◆ Your instructions ◆
Every line of the entries with the word "iter" in it should be shown.
[Start of section]
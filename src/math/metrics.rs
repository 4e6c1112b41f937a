//! Scoring helpers for the evaluator.

/// Coefficient of determination `1 - SS_res / SS_tot`.
///
/// Returns `0.0` when the actual values have no variance (or there are none),
/// whatever the predictions are.
pub fn r_squared(actual: &[f64], predicted: &[f64]) -> f64 {
    if actual.is_empty() {
        return 0.0;
    }

    let mean_actual = mean(actual);
    let ss_tot: f64 = actual.iter().map(|a| (a - mean_actual).powi(2)).sum();
    if ss_tot == 0.0 {
        return 0.0;
    }

    let ss_res: f64 = actual
        .iter()
        .zip(predicted)
        .map(|(a, p)| (a - p).powi(2))
        .sum();

    1.0 - ss_res / ss_tot
}

pub fn mean(values: &[f64]) -> f64 {
    if values.is_empty() {
        return 0.0;
    }
    values.iter().sum::<f64>() / values.len() as f64
}

/// Standard deviation dividing by `n` (not `n - 1`).
pub fn population_std_dev(values: &[f64]) -> f64 {
    if values.len() < 2 {
        return 0.0;
    }
    let m = mean(values);
    let variance = values.iter().map(|v| (v - m).powi(2)).sum::<f64>() / values.len() as f64;
    variance.sqrt()
}

#[cfg(test)]
mod tests {
    use super::*;

    #[test]
    fn perfect_predictions_score_one() {
        let actual = [1.0, 2.0, 3.0, 4.0];
        assert!((r_squared(&actual, &actual) - 1.0).abs() < 1e-12);
    }

    #[test]
    fn constant_actuals_score_zero_regardless_of_predictions() {
        let actual = [5.0, 5.0, 5.0];
        assert_eq!(r_squared(&actual, &[5.0, 5.0, 5.0]), 0.0);
        assert_eq!(r_squared(&actual, &[100.0, -3.0, 0.0]), 0.0);
    }

    #[test]
    fn predicting_the_mean_scores_zero() {
        let actual = [1.0, 2.0, 3.0];
        assert!(r_squared(&actual, &[2.0, 2.0, 2.0]).abs() < 1e-12);
    }

    #[test]
    fn bad_predictions_go_negative() {
        let actual = [1.0, 2.0, 3.0];
        assert!(r_squared(&actual, &[3.0, 2.0, 1.0]) < 0.0);
    }

    #[test]
    fn population_std_dev_divides_by_n() {
        // Population std-dev of [2,4,4,4,5,5,7,9] is exactly 2.
        let values = [2.0, 4.0, 4.0, 4.0, 5.0, 5.0, 7.0, 9.0];
        assert!((population_std_dev(&values) - 2.0).abs() < 1e-12);
        assert_eq!(population_std_dev(&[0.7]), 0.0);
    }
}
[End of section]
◆ Output of the task ◆
    let ss_tot: f64 = actual.iter().map(|a| (a - mean_actual).powi(2)).sum();
        .iter()
    values.iter().sum::<f64>() / values.len() as f64
    let variance = values.iter().map(|v| (v - m).powi(2)).sum::<f64>() / values.len() as f64;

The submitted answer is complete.